Além de profetizar o surgimento do CMTO (Chief Marketing and Technology Officer), já que as duas áreas não teriam mais como ser vistas de maneira dissociada, Shiv trouxe à tona uma discussão sobre a reinvenção do modelo de recrutamento de agências: "criar ideias para a televisão e utilizá-las em mídia digital não funciona". Segundo sua proposta, a mesma campanha seria pensada por todas as agências contratadas, cada uma na sua especialidade, e a mais bem idealizada ganharia o fee. Polêmico, mas ao mesmo tempo, tentador!



A importância do monitoramento das redes sociais foi outro tema recorrente nas palestras do evento. Andrea Harrison, VP de Social Influence Marketing (SIM) da agência Razorfish, ilustrou sua apresentação com o case da operadora de TV a cabo Comcast (alvo do vídeo acima, visto por 2,5 milhões de usuários, e precursor do blog Comcast must Die) que reverteu a situação com o perfil ComcastCares no Twitter, que oferece atendimento online personalizado para o cliente.

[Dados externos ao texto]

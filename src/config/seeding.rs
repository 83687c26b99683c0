use anyhow::Result;
use chrono::NaiveDate;

use crate::models::{CreateCourse, CreateStudent};
use crate::services::{CourseService, StudentService};
use crate::storage::Storage;

pub struct DatabaseSeeder {
    storage: Storage,
    max_students_per_course: usize,
}

impl DatabaseSeeder {
    pub fn new(storage: Storage, max_students_per_course: usize) -> Self {
        Self {
            storage,
            max_students_per_course,
        }
    }

    /// Inserts demo students and courses into an empty store; a no-op otherwise.
    pub async fn seed_all(&self) -> Result<()> {
        if self.storage.courses.count().await? > 0 {
            tracing::info!("Courses already present, skipping seeding");
            return Ok(());
        }

        tracing::info!("Starting database seeding...");

        let student_ids = self.seed_students().await?;
        self.seed_courses(&student_ids).await?;

        tracing::info!("Database seeding completed!");
        Ok(())
    }

    async fn seed_students(&self) -> Result<Vec<i64>> {
        let student_service = StudentService::new(&self.storage);

        let demo_students = vec![
            ("Alice Johnson", NaiveDate::from_ymd_opt(2001, 3, 14)),
            ("Boris Petrov", NaiveDate::from_ymd_opt(1999, 11, 2)),
            ("Chen Wei", None),
        ];

        let mut ids = Vec::with_capacity(demo_students.len());
        for (name, birth_date) in demo_students {
            let student = student_service
                .create_student(CreateStudent {
                    name: name.to_string(),
                    birth_date,
                })
                .await?;
            ids.push(student.id);
        }

        tracing::info!("Created {} demo students", ids.len());
        Ok(ids)
    }

    async fn seed_courses(&self, student_ids: &[i64]) -> Result<()> {
        let course_service = CourseService::new(&self.storage, self.max_students_per_course);
        let capacity = self.max_students_per_course.min(student_ids.len());

        let demo_courses = vec![
            ("Python Basics", student_ids[..capacity].to_vec()),
            ("Django Course", student_ids[..capacity.min(2)].to_vec()),
            ("Flask Course", Vec::new()),
        ];

        for (name, students) in demo_courses {
            course_service
                .create_course(CreateCourse {
                    name: name.to_string(),
                    students,
                })
                .await?;
        }

        tracing::info!("Created demo courses");
        Ok(())
    }
}
// API routes and handlers

pub mod courses;
pub mod error;
pub mod health;
pub mod routes;
pub mod state;
pub mod students;

pub use error::ApiError;
pub use routes::create_routes;
pub use state::AppState;
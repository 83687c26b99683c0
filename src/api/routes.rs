use axum::{
    http::Uri,
    routing::{get, MethodRouter},
    Router,
};
use tower_http::cors::{Any, CorsLayer};
use tower_http::trace::TraceLayer;

use super::courses::{
    create_course, delete_course, get_course, list_courses, partial_update_course, update_course,
};
use super::error::ApiError;
use super::health::health_check;
use super::state::AppState;
use super::students::{create_student, delete_student, get_student, list_students};

pub const API_PREFIX: &str = "/api/v1";

/// Registers `path` both with and without its trailing slash.
fn resource(router: Router<AppState>, path: &str, methods: MethodRouter<AppState>) -> Router<AppState> {
    let trimmed = path.trim_end_matches('/');
    router
        .route(&format!("{}/", trimmed), methods.clone())
        .route(trimmed, methods)
}

async fn not_found(uri: Uri) -> ApiError {
    ApiError::NotFound(format!("No route for {}", uri.path()))
}

pub fn create_routes(state: AppState) -> Router {
    let mut router = Router::new().route("/health", get(health_check));

    router = resource(
        router,
        &format!("{}/courses/", API_PREFIX),
        get(list_courses).post(create_course),
    );
    router = resource(
        router,
        &format!("{}/courses/:course_id/", API_PREFIX),
        get(get_course)
            .put(update_course)
            .patch(partial_update_course)
            .delete(delete_course),
    );
    router = resource(
        router,
        &format!("{}/students/", API_PREFIX),
        get(list_students).post(create_student),
    );
    router = resource(
        router,
        &format!("{}/students/:student_id/", API_PREFIX),
        get(get_student).delete(delete_student),
    );

    let cors = CorsLayer::new()
        .allow_origin(Any)
        .allow_methods(Any)
        .allow_headers(Any);

    router
        .fallback(not_found)
        .layer(cors)
        .layer(TraceLayer::new_for_http())
        .with_state(state)
}
use std::sync::Arc;

use chrono::Utc;

use crate::models::{validate_birth_date, validate_name, CreateStudent, Student};
use crate::storage::{Storage, StudentRepository};

use super::{ServiceError, ServiceResult};

#[derive(Clone)]
pub struct StudentService {
    students: Arc<dyn StudentRepository>,
}

impl StudentService {
    pub fn new(storage: &Storage) -> Self {
        Self {
            students: storage.students.clone(),
        }
    }

    pub async fn list_students(&self) -> ServiceResult<Vec<Student>> {
        Ok(self.students.list().await?)
    }

    pub async fn get_student(&self, student_id: i64) -> ServiceResult<Student> {
        Ok(self.students.get(student_id).await?)
    }

    pub async fn create_student(&self, request: CreateStudent) -> ServiceResult<Student> {
        validate_name(&request.name, "Student name").map_err(ServiceError::validation)?;
        validate_birth_date(request.birth_date, Utc::now().date_naive())
            .map_err(ServiceError::validation)?;

        let student = self
            .students
            .insert(&CreateStudent {
                name: request.name.trim().to_string(),
                birth_date: request.birth_date,
            })
            .await?;

        tracing::info!("Created student {}", student.id);
        Ok(student)
    }

    pub async fn delete_student(&self, student_id: i64) -> ServiceResult<()> {
        self.students.delete(student_id).await?;
        tracing::info!("Deleted student {}", student_id);
        Ok(())
    }
}
use anyhow::Result;
use course_api::api::{create_routes, AppState};
use course_api::config::{AppConfig, DatabaseConfig, DatabaseSeeder};
use course_api::storage::StorageBackend;
use tokio::net::TcpListener;
use tracing::info;
use tracing_subscriber::EnvFilter;

#[tokio::main]
async fn main() -> Result<()> {
    let config = AppConfig::from_env()?;

    // RUST_LOG wins over LOG_LEVEL
    let filter = EnvFilter::try_from_default_env()
        .unwrap_or_else(|_| EnvFilter::new(&config.log_level));
    tracing_subscriber::fmt().with_env_filter(filter).init();

    let db_config = DatabaseConfig::from_env()?;
    if config.is_production() && db_config.backend == StorageBackend::Memory {
        anyhow::bail!("In-memory storage is not allowed when ENVIRONMENT=production");
    }
    let storage = db_config.connect().await?;

    if config.seed_demo_data {
        DatabaseSeeder::new(storage.clone(), config.max_students_per_course)
            .seed_all()
            .await?;
    }

    let app = create_routes(AppState::new(storage, &config));

    let listener = TcpListener::bind(config.server_address()).await?;
    info!(
        "Course API starting on http://{} ({} storage, {} environment)",
        config.server_address(),
        db_config.backend,
        config.environment
    );
    info!("Health check available at http://{}/health", config.server_address());

    axum::serve(listener, app).await?;

    Ok(())
}
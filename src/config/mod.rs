//! Configuration module - environment variable parsing

use std::env;
use std::net::SocketAddr;
use std::path::PathBuf;

use crate::game::{DisconnectPolicy, GameRules};
use crate::util::rate_limit::INPUT_RATE_LIMIT;
use crate::util::time::millis_to_ticks;

/// Application configuration loaded from environment variables
#[derive(Clone, Debug)]
pub struct Config {
    /// Server binding address
    pub server_addr: SocketAddr,
    /// Log level (trace, debug, info, warn, error)
    pub log_level: String,
    /// Directory holding the client page
    pub static_dir: PathBuf,

    /// Score that wins the match
    pub win_score: u32,
    /// Total goals between phase changes
    pub goals_per_phase: u32,
    /// Post-goal pause
    pub goal_pause_ms: u64,
    /// Score handling when a seated player leaves
    pub disconnect_policy: DisconnectPolicy,
    /// Inbound messages per second per connection
    pub input_rate_limit: u32,
}

impl Config {
    /// Load configuration from environment variables
    pub fn from_env() -> Result<Self, ConfigError> {
        Self::from_vars(|key| env::var(key).ok())
    }

    /// Load configuration through an arbitrary variable lookup
    pub fn from_vars<F>(var: F) -> Result<Self, ConfigError>
    where
        F: Fn(&str) -> Option<String>,
    {
        // Hosting platforms provide PORT, fall back to SERVER_ADDR or default
        let server_addr = match var("PORT") {
            Some(port) => format!("0.0.0.0:{}", port),
            None => var("SERVER_ADDR").unwrap_or_else(|| "0.0.0.0:5000".to_string()),
        };

        let win_score = parse_or(&var, "WIN_SCORE", 10)?;
        if win_score == 0 {
            return Err(ConfigError::Invalid("WIN_SCORE"));
        }

        let disconnect_policy = match var("DISCONNECT_SCORE_POLICY").as_deref() {
            None | Some("keep") => DisconnectPolicy::KeepScores,
            Some("reset") => DisconnectPolicy::ResetScores,
            Some(_) => return Err(ConfigError::Invalid("DISCONNECT_SCORE_POLICY")),
        };

        Ok(Self {
            server_addr: server_addr
                .parse()
                .map_err(|_| ConfigError::InvalidAddress)?,

            log_level: var("LOG_LEVEL").unwrap_or_else(|| "info".to_string()),
            static_dir: var("STATIC_DIR")
                .map(PathBuf::from)
                .unwrap_or_else(|| PathBuf::from("static")),

            win_score,
            goals_per_phase: parse_or(&var, "GOALS_PER_PHASE", 2)?,
            goal_pause_ms: parse_or(&var, "GOAL_PAUSE_MS", 2000)?,
            disconnect_policy,
            input_rate_limit: parse_or(&var, "INPUT_RATE_LIMIT", INPUT_RATE_LIMIT)?,
        })
    }

    /// Match rules derived from the configuration
    pub fn game_rules(&self) -> GameRules {
        GameRules {
            win_score: self.win_score,
            goals_per_phase: self.goals_per_phase,
            goal_pause_ticks: millis_to_ticks(self.goal_pause_ms),
            disconnect_policy: self.disconnect_policy,
        }
    }
}

fn parse_or<F, T>(var: &F, key: &'static str, default: T) -> Result<T, ConfigError>
where
    F: Fn(&str) -> Option<String>,
    T: std::str::FromStr,
{
    match var(key) {
        Some(raw) => raw.trim().parse().map_err(|_| ConfigError::Invalid(key)),
        None => Ok(default),
    }
}

/// Configuration errors
#[derive(Debug, thiserror::Error)]
pub enum ConfigError {
    #[error("Invalid value for environment variable: {0}")]
    Invalid(&'static str),

    #[error("Invalid server address format")]
    InvalidAddress,
}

Detalhe: o perfil é mantido pelo gerente de atendimento da empresa, que estampa lá sua foto, e não o logo da empresa, e, literalmente, dá seu e-mail pessoal à tapa, e não o endereço do SAC. Ele comanda uma equipe de mais de dez pessoas, que respondem diariamente qualquer crítica ou dúvida.

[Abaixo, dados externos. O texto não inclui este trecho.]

//! Match phases and their physics constants

use serde::{Deserialize, Serialize};

/// A named ruleset the match cycles through
#[derive(Debug, Clone, Copy, PartialEq, Eq, Serialize, Deserialize)]
#[serde(rename_all = "snake_case")]
pub enum Phase {
    /// Regular football
    Soccer,
    /// Heavier, flatter ball
    American,
    /// Floaty and bouncy
    Basket,
}

/// Fixed cyclic order of phases. Index 0 is the phase every match starts in.
pub const PHASE_ORDER: [Phase; 3] = [Phase::Soccer, Phase::American, Phase::Basket];

impl Default for Phase {
    fn default() -> Self {
        PHASE_ORDER[0]
    }
}

impl Phase {
    /// Phase at a position in the cycle, wrapping around
    pub fn at(index: usize) -> Self {
        PHASE_ORDER[index % PHASE_ORDER.len()]
    }

    pub fn as_str(self) -> &'static str {
        match self {
            Phase::Soccer => "soccer",
            Phase::American => "american",
            Phase::Basket => "basket",
        }
    }
}

impl std::fmt::Display for Phase {
    fn fmt(&self, f: &mut std::fmt::Formatter<'_>) -> std::fmt::Result {
        f.write_str(self.as_str())
    }
}

/// Physics constants per phase, in pixels and ticks
#[derive(Debug, Clone, Copy, PartialEq)]
pub struct PhaseParams {
    /// Downward acceleration added to vertical velocity each tick
    pub gravity: f32,
    /// Vertical velocity set on jump (negative is up)
    pub jump_force: f32,
    /// Fraction of vertical speed the ball keeps on a floor/ceiling bounce
    pub bounciness: f32,
    /// Horizontal speed given by a jump
    pub move_speed: f32,
    /// Horizontal velocity a player keeps each tick
    pub player_damping: f32,
    /// Horizontal velocity the ball keeps each tick
    pub ball_damping: f32,
}

impl PhaseParams {
    pub fn for_phase(phase: Phase) -> Self {
        match phase {
            Phase::Soccer => Self {
                gravity: 0.6,
                jump_force: -13.0,
                bounciness: 0.7,
                move_speed: 5.0,
                player_damping: 0.95,
                ball_damping: 0.99,
            },
            Phase::American => Self {
                gravity: 0.7,
                jump_force: -14.0,
                bounciness: 0.45,
                move_speed: 6.0,
                player_damping: 0.95,
                ball_damping: 0.99,
            },
            Phase::Basket => Self {
                gravity: 0.5,
                jump_force: -15.0,
                bounciness: 0.85,
                move_speed: 4.0,
                player_damping: 0.95,
                ball_damping: 0.99,
            },
        }
    }
}

#[cfg(test)]
mod tests {
    use super::*;

    #[test]
    fn test_phase_wraps() {
        assert_eq!(Phase::at(0), Phase::Soccer);
        assert_eq!(Phase::at(1), Phase::American);
        assert_eq!(Phase::at(2), Phase::Basket);
        assert_eq!(Phase::at(3), Phase::Soccer);
    }

    #[test]
    fn test_phase_serializes_as_name() {
        assert_eq!(serde_json::to_string(&Phase::Basket).unwrap(), "\"basket\"");
        assert_eq!(Phase::American.to_string(), "american");
    }

    #[test]
    fn test_params_are_sane() {
        for phase in PHASE_ORDER {
            let params = PhaseParams::for_phase(phase);
            assert!(params.gravity > 0.0);
            assert!(params.jump_force < 0.0);
            assert!(params.bounciness > 0.0 && params.bounciness < 1.0);
            assert!(params.player_damping > 0.0 && params.player_damping < 1.0);
            assert!(params.ball_damping > 0.0 && params.ball_damping < 1.0);
        }
    }
}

As ideias da Razorfish a respeito do futuro do SIM (Social Influence Marketing) estão resumidas no documento Fluent. Vale dar uma espiada.

Mas, afinal de contas, quem paga a conta do conteúdo online? Com essa pergunta mais do que inquietante, o VP de Criação da OgilvyInteractive Brasil, Michel Lent, abriu seu painel no Digital Age 2.0. Sim, as prateleiras virtuais são infinitas, os nichos prevalecerão e o tamanho da cauda não vai parar de crescer, mas até quando os bolsos permanecerão vazios?

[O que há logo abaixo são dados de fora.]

impl GameMatch {
    pub fn new(rules: GameRules) -> Self {
        Self {
            state: MatchState::new(),
            rules,
            goal_pause_remaining: None,
        }
    }

    pub fn state(&self) -> &MatchState {
        &self.state
    }

    #[cfg(test)]
    pub fn state_mut(&mut self) -> &mut MatchState {
        &mut self.state
    }

    #[cfg(test)]
    pub fn rules(&self) -> &GameRules {
        &self.rules
    }

    #[cfg(test)]
    pub fn goal_pause_remaining(&self) -> Option<u32> {
        self.goal_pause_remaining
    }

    pub fn snapshot(&self) -> MatchSnapshot {
        snapshot::build(&self.state)
    }

    /// Handle a new connection: first free seat in p1, p2 order, otherwise
    /// spectator
    pub fn connect(&mut self, conn_id: Uuid) -> Role {
        let role = match self.state.first_free_seat() {
            Some(seat) => {
                self.state.player_mut(seat).conn_id = Some(conn_id);
                Role::from(seat)
            }
            None => Role::Spectator,
        };

        if self.state.occupied_seats() == 2 && self.state.status == MatchStatus::Waiting {
            self.state.status = MatchStatus::Playing;
            info!(tick = self.state.tick, "Both seats taken, match playing");
        }

        role
    }

    /// Handle a closed connection. Returns the seat it held, if any.
    pub fn disconnect(&mut self, conn_id: Uuid) -> Option<Seat> {
        let seat = self.state.seat_of(conn_id)?;
        self.state.player_mut(seat).conn_id = None;

        let was_over = self.state.status == MatchStatus::GameOver;
        if was_over || self.rules.disconnect_policy == DisconnectPolicy::ResetScores {
            self.state.reset_scores();
        }

        // Nothing may resume a goal pause once the seat is gone
        if self.goal_pause_remaining.take().is_some() || was_over {
            self.state.reset_positions();
        }

        self.state.status = MatchStatus::Waiting;
        info!(seat = %seat, "Seat released, match waiting");
        Some(seat)
    }

    /// Zero the scores and start playing from kickoff, whatever the status.
    /// A pending post-goal resume is cancelled.
    pub fn restart(&mut self) {
        self.state.reset_scores();
        self.state.reset_positions();
        self.goal_pause_remaining = None;
        self.state.status = MatchStatus::Playing;
        info!(tick = self.state.tick, "Match restarted");
    }

    /// Advance the match by one tick
    pub fn step(&mut self, inputs: &InputBuffer) -> Vec<GameEvent> {
        let mut events = Vec::new();
        self.state.tick += 1;

        match self.state.status {
            MatchStatus::Playing => self.update_physics(inputs, &mut events),
            MatchStatus::Goal => {
                self.discard_inputs(inputs);
                self.update_goal_pause();
            }
            MatchStatus::Waiting | MatchStatus::GameOver => self.discard_inputs(inputs),
        }

        if !self.state.is_finite() {
            warn!(tick = self.state.tick, "Non-finite body state, resetting positions");
            self.state.reset_positions();
        }

        events
    }

    /// Presses outside of play are dropped so they don't fire later
    fn discard_inputs(&self, inputs: &InputBuffer) {
        for seat in Seat::ALL {
            inputs.take(seat);
        }
    }

    fn update_goal_pause(&mut self) {
        let remaining = match self.goal_pause_remaining {
            Some(remaining) => remaining.saturating_sub(1),
            None => 0,
        };

        if remaining == 0 {
            self.goal_pause_remaining = None;
            self.state.reset_positions();
            self.state.status = MatchStatus::Playing;
            debug!(tick = self.state.tick, "Goal pause over, play resumes");
        } else {
            self.goal_pause_remaining = Some(remaining);
        }
    }

    fn update_physics(&mut self, inputs: &InputBuffer, events: &mut Vec<GameEvent>) {
        let params = self.state.params();
        let mut pressed = [false; 2];

        for seat in Seat::ALL {
            let player = self.state.player_mut(seat);
            integrate_player(player, &params);

            pressed[seat.index()] = inputs.take(seat);
            if pressed[seat.index()] {
                apply_press(player, &params);
            }
        }

        self.resolve_player_collision();
        self.integrate_ball(&params);

        if let Some(scorer) = self.detect_goal() {
            self.score_goal(scorer, events);
            return;
        }

        for seat in Seat::ALL {
            self.resolve_body_contact(seat);
        }
        for seat in Seat::ALL {
            self.resolve_foot_contact(seat, pressed[seat.index()]);
        }
    }

    fn resolve_player_collision(&mut self) {
        let [p1, p2] = &mut self.state.players;

        let Some(contact) = circle_contact(p1.x, p1.y, PLAYER_RADIUS, p2.x, p2.y, PLAYER_RADIUS)
        else {
            return;
        };

        let ((x1, y1), (x2, y2)) = separate_equally(p1.x, p1.y, p2.x, p2.y, &contact);
        p1.x = x1;
        p1.y = y1;
        p2.x = x2;
        p2.y = y2;

        let (vx1, vx2) = mix_velocities(p1.vx, p2.vx, PLAYER_VELOCITY_MIX);
        p1.vx = vx1;
        p2.vx = vx2;

        p1.clamp_to_field();
        p2.clamp_to_field();
    }

    fn integrate_ball(&mut self, params: &PhaseParams) {
        let ball = &mut self.state.ball;
        ball.vy += params.gravity;
        ball.x += ball.vx;
        ball.y += ball.vy;
        ball.vx *= params.ball_damping;

        if ball.y > HEIGHT - BALL_RADIUS {
            ball.y = HEIGHT - BALL_RADIUS;
            ball.vy = -ball.vy * params.bounciness;
            if ball.vy.abs() < BOUNCE_REST_THRESHOLD {
                ball.vy = 0.0;
            }
        }

        if ball.y < BALL_RADIUS {
            ball.y = BALL_RADIUS;
            ball.vy = -ball.vy * params.bounciness;
        }
    }

    /// Left edge is checked first, so it wins if both could fire
    fn detect_goal(&self) -> Option<Seat> {
        if self.state.ball.x <= 0.0 {
            Some(Seat::P2)
        } else if self.state.ball.x >= WIDTH {
            Some(Seat::P1)
        } else {
            None
        }
    }

    fn score_goal(&mut self, scorer: Seat, events: &mut Vec<GameEvent>) {
        let player = self.state.player_mut(scorer);
        player.score += 1;
        let score = player.score;

        if score >= self.rules.win_score {
            self.state.status = MatchStatus::GameOver;
            self.state.winner = Some(scorer);
            self.goal_pause_remaining = None;
            events.push(GameEvent::GameOver { winner: scorer });
            info!(winner = %scorer, score, "Game over");
            return;
        }

        let total = self.state.total_goals();
        if self.rules.goals_per_phase > 0 && total % self.rules.goals_per_phase == 0 {
            self.state.phase_index = (self.state.phase_index + 1) % PHASE_ORDER.len();
            info!(phase = %self.state.phase(), total_goals = total, "Phase changed");
        }

        self.state.status = MatchStatus::Goal;
        self.goal_pause_remaining = Some(self.rules.goal_pause_ticks);
        events.push(GameEvent::Goal {
            scorer,
            phase: self.state.phase(),
        });

        info!(
            scorer = %scorer,
            p1 = self.state.player(Seat::P1).score,
            p2 = self.state.player(Seat::P2).score,
            "Goal"
        );
    }

    fn resolve_body_contact(&mut self, seat: Seat) {
        let player = &self.state.players[seat.index()];
        let ball = &mut self.state.ball;

        let Some(contact) =
            circle_contact(player.x, player.y, PLAYER_RADIUS, ball.x, ball.y, BALL_RADIUS)
        else {
            return;
        };

        let angle = angle_between(player.x, player.y, ball.x, ball.y);
        ball.vx = angle.cos() * BALL_REPULSION + player.vx * PLAYER_VELOCITY_TRANSFER;
        ball.vy = angle.sin() * BALL_REPULSION + player.vy * PLAYER_VELOCITY_TRANSFER;

        let (x, y) = push_clear(player.x, player.y, PLAYER_RADIUS + BALL_RADIUS, &contact);
        ball.x = x;
        ball.y = y.min(HEIGHT - BALL_RADIUS);
    }

    fn resolve_foot_contact(&mut self, seat: Seat, pressed: bool) {
        let (fx, fy) = foot_position(&self.state.players[seat.index()]);
        let ball = &mut self.state.ball;

        let Some(contact) = circle_contact(fx, fy, FOOT_RADIUS, ball.x, ball.y, BALL_RADIUS) else {
            return;
        };

        let power = if pressed {
            KICK_POWER * KICK_PRESS_MULTIPLIER
        } else {
            KICK_POWER
        };
        ball.vx = contact.nx * power;
        ball.vy = contact.ny * power;

        let (x, y) = push_clear(fx, fy, FOOT_RADIUS + BALL_RADIUS, &contact);
        ball.x = x;
        ball.y = y.min(HEIGHT - BALL_RADIUS);
    }
}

A saída é singela: faça coisas incríveis! Estão aí marcas que se perpetuaram ao longo dos anos com ou sem esforço de mídia, como a Budweiser, do genial comercial acima, e a própria Fender (quem se lembra de alguma propaganda da Fender?)... mas não precisa ir muito longe: o que dizer da Threadless, da Yogoberry?


E o jornalismo? Rodrigo Velloso do Google, no debate que sucedeu a apresentação de Lent, trouxe à tona uma comparação provocativa: "Se as pessoas pagam para baixar uma música no iTunes - música que se poderia obter gratuitamente, diga-se de passagem - por quê não pagariam por um artigo ou uma notícia realmente relevante? O próprio Lent fecha a questão: "Há preocupação demais com o conteúdo, e pouca com os produtos, que deveriam ser o foco das organizações de mídia. "O melhor modelo de negócios é o mais simples: crie coisas relevantes".

Resumo da ópera: O negócio da comunicação é criar boas histórias... também e inclusive na Internet.